Pulsar supports adding labels to the Kubernetes StatefulSets and services while launching functions, which facilitates selecting the target Kubernetes objects.
The differences of the thread and process modes are:
- Thread mode: when a function runs in thread mode, it runs on the same Java virtual machine (JVM) with functions worker.
- Process mode: when a function runs in process mode, it runs on the same machine that functions worker runs.
Configure thread runtime​
It is easy to configure Thread runtime. In most cases, you do not need to configure anything. You can customize the thread group name with the following settings:
functionRuntimeFactoryClassName: org.apache.pulsar.functions.runtime.thread.ThreadRuntimeFactory
functionRuntimeFactoryConfigs:
threadGroupName: "Your Function Container Group"
Thread runtime is only supported in Java function.
Configure process runtime​
When you enable Process runtime, you do not need to configure anything.

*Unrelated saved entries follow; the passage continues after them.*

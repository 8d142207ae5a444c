//! Versioned payload encoding for event arguments and results.

use std::collections::BTreeMap;

use serde::{Deserialize, Serialize};

/// Payload encoding version carried by every trigger.
pub const EVENT_ENCODING: u32 = 1;

/// One positional event argument.
///
/// Values are tagged on the wire as `{"type": "int", "value": 42}` so peers
/// written in any language agree on the encoding. Non-finite floats travel
/// as the strings `"NaN"`, `"inf"` and `"-inf"`.
#[derive(Debug, Clone, PartialEq, Serialize, Deserialize)]
#[serde(tag = "type", content = "value", rename_all = "snake_case")]
pub enum EventValue {
    /// Absent value.
    Null,
    /// Boolean.
    Bool(bool),
    /// Signed integer.
    Int(i64),
    /// Floating-point number, including NaN and the infinities.
    Float(#[serde(with = "float_repr")] f64),
    /// UTF-8 text.
    String(String),
    /// Opaque bytes, base64 on the wire.
    Bytes(#[serde(with = "base64_bytes")] Vec<u8>),
    /// Ordered list.
    List(Vec<EventValue>),
    /// String-keyed map.
    Map(BTreeMap<String, EventValue>),
}

impl EventValue {
    /// Wraps raw bytes.
    #[must_use]
    pub fn bytes(bytes: impl Into<Vec<u8>>) -> Self {
        Self::Bytes(bytes.into())
    }

    /// Returns the text when the value is a string.
    #[must_use]
    pub fn as_str(&self) -> Option<&str> {
        match self {
            Self::String(text) => Some(text),
            _ => None,
        }
    }

    /// Returns the integer when the value is an integer.
    #[must_use]
    pub const fn as_int(&self) -> Option<i64> {
        match self {
            Self::Int(value) => Some(*value),
            _ => None,
        }
    }

    /// Returns the flag when the value is a boolean.
    #[must_use]
    pub const fn as_bool(&self) -> Option<bool> {
        match self {
            Self::Bool(value) => Some(*value),
            _ => None,
        }
    }
}

impl From<bool> for EventValue {
    fn from(value: bool) -> Self {
        Self::Bool(value)
    }
}

impl From<i64> for EventValue {
    fn from(value: i64) -> Self {
        Self::Int(value)
    }
}

impl From<i32> for EventValue {
    fn from(value: i32) -> Self {
        Self::Int(i64::from(value))
    }
}

impl From<u32> for EventValue {
    fn from(value: u32) -> Self {
        Self::Int(i64::from(value))
    }
}

impl From<f64> for EventValue {
    fn from(value: f64) -> Self {
        Self::Float(value)
    }
}

impl From<&str> for EventValue {
    fn from(value: &str) -> Self {
        Self::String(value.to_owned())
    }
}

impl From<String> for EventValue {
    fn from(value: String) -> Self {
        Self::String(value)
    }
}

impl<T: Into<Self>> From<Vec<T>> for EventValue {
    fn from(values: Vec<T>) -> Self {
        Self::List(values.into_iter().map(Into::into).collect())
    }
}

impl<T: Into<Self>> From<Option<T>> for EventValue {
    fn from(value: Option<T>) -> Self {
        value.map_or(Self::Null, Into::into)
    }
}

/// Ordered positional arguments of one trigger.
#[derive(Debug, Clone, Default, PartialEq, Serialize, Deserialize)]
#[serde(transparent)]
pub struct EventData(Vec<EventValue>);

impl EventData {
    /// Creates empty event data.
    #[must_use]
    pub const fn new() -> Self {
        Self(Vec::new())
    }

    /// Appends an argument and returns the data.
    #[must_use]
    pub fn with(mut self, value: impl Into<EventValue>) -> Self {
        self.0.push(value.into());
        self
    }

    /// Appends an argument.
    pub fn push(&mut self, value: impl Into<EventValue>) {
        self.0.push(value.into());
    }

    /// Returns the argument at `index`.
    #[must_use]
    pub fn get(&self, index: usize) -> Option<&EventValue> {
        self.0.get(index)
    }

    /// Number of arguments.
    #[must_use]
    pub const fn len(&self) -> usize {
        self.0.len()
    }

    /// Returns `true` when there are no arguments.
    #[must_use]
    pub const fn is_empty(&self) -> bool {
        self.0.is_empty()
    }

    /// Iterates over the arguments in order.
    pub fn iter(&self) -> std::slice::Iter<'_, EventValue> {
        self.0.iter()
    }

    /// Returns the arguments as a slice.
    #[must_use]
    pub fn as_slice(&self) -> &[EventValue] {
        &self.0
    }
}

impl From<Vec<EventValue>> for EventData {
    fn from(values: Vec<EventValue>) -> Self {
        Self(values)
    }
}

impl FromIterator<EventValue> for EventData {
    fn from_iter<I: IntoIterator<Item = EventValue>>(iter: I) -> Self {
        Self(iter.into_iter().collect())
    }
}

impl IntoIterator for EventData {
    type Item = EventValue;
    type IntoIter = std::vec::IntoIter<EventValue>;

    fn into_iter(self) -> Self::IntoIter {
        self.0.into_iter()
    }
}

impl<'a> IntoIterator for &'a EventData {
    type Item = &'a EventValue;
    type IntoIter = std::slice::Iter<'a, EventValue>;

    fn into_iter(self) -> Self::IntoIter {
        self.0.iter()
    }
}

mod float_repr {
    use serde::de::Error as _;
    use serde::{Deserialize, Deserializer, Serializer};

    const NAN: &str = "NaN";
    const INFINITY: &str = "inf";
    const NEG_INFINITY: &str = "-inf";

    #[derive(Deserialize)]
    #[serde(untagged)]
    enum Repr {
        Number(f64),
        Special(String),
    }

    #[expect(
        clippy::trivially_copy_pass_by_ref,
        reason = "serde's `with` attribute passes fields by reference"
    )]
    pub(super) fn serialize<S: Serializer>(value: &f64, serializer: S) -> Result<S::Ok, S::Error> {
        if value.is_nan() {
            serializer.serialize_str(NAN)
        } else if value.is_infinite() {
            serializer.serialize_str(if value.is_sign_positive() {
                INFINITY
            } else {
                NEG_INFINITY
            })
        } else {
            serializer.serialize_f64(*value)
        }
    }

    pub(super) fn deserialize<'de, D: Deserializer<'de>>(deserializer: D) -> Result<f64, D::Error> {
        match Repr::deserialize(deserializer)? {
            Repr::Number(value) => Ok(value),
            Repr::Special(text) => match text.as_str() {
                NAN => Ok(f64::NAN),
                INFINITY => Ok(f64::INFINITY),
                NEG_INFINITY => Ok(f64::NEG_INFINITY),
                other => Err(D::Error::custom(format!("'{other}' is not a float"))),
            },
        }
    }
}

mod base64_bytes {
    use base64::Engine as _;
    use base64::engine::general_purpose::STANDARD;
    use serde::{Deserialize, Deserializer, Serializer};

    pub(super) fn serialize<S: Serializer>(bytes: &[u8], serializer: S) -> Result<S::Ok, S::Error> {
        serializer.serialize_str(&STANDARD.encode(bytes))
    }

    pub(super) fn deserialize<'de, D: Deserializer<'de>>(deserializer: D) -> Result<Vec<u8>, D::Error> {
        let text = String::deserialize(deserializer)?;
        STANDARD.decode(text).map_err(serde::de::Error::custom)
    }
}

functionRuntimeFactoryClassName: org.apache.pulsar.functions.runtime.process.ProcessRuntimeFactory
functionRuntimeFactoryConfigs:
# the directory for storing the function logs
logDirectory:
# change the jar location only when you put the java instance jar in a different location
javaInstanceJarLocation:
# change the python instance location only when you put the python instance jar in a different location
pythonInstanceLocation:
# change the extra dependencies location:
extraFunctionDependenciesDir:
Process runtime is supported in Java, Python, and Go functions.
Configure Kubernetes runtime​
When the functions worker generates Kubernetes manifests and apply the manifests, the Kubernetes runtime works. If you have run functions worker on Kubernetes, you can use the serviceAccount
associated with the pod that the functions worker is running in. Otherwise, you can configure it to communicate with a Kubernetes cluster.
The manifests, generated by the functions worker, include a StatefulSet
, a Service
(used to communicate with the pods), and a Secret
for auth credentials (when applicable). The StatefulSet
manifest (by default) has a single pod, with the number of replicas determined by the "parallelism" of the function. On pod boot, the pod downloads the function payload (via the functions worker REST API). The pod's container image is configurable, but must have the functions runtime.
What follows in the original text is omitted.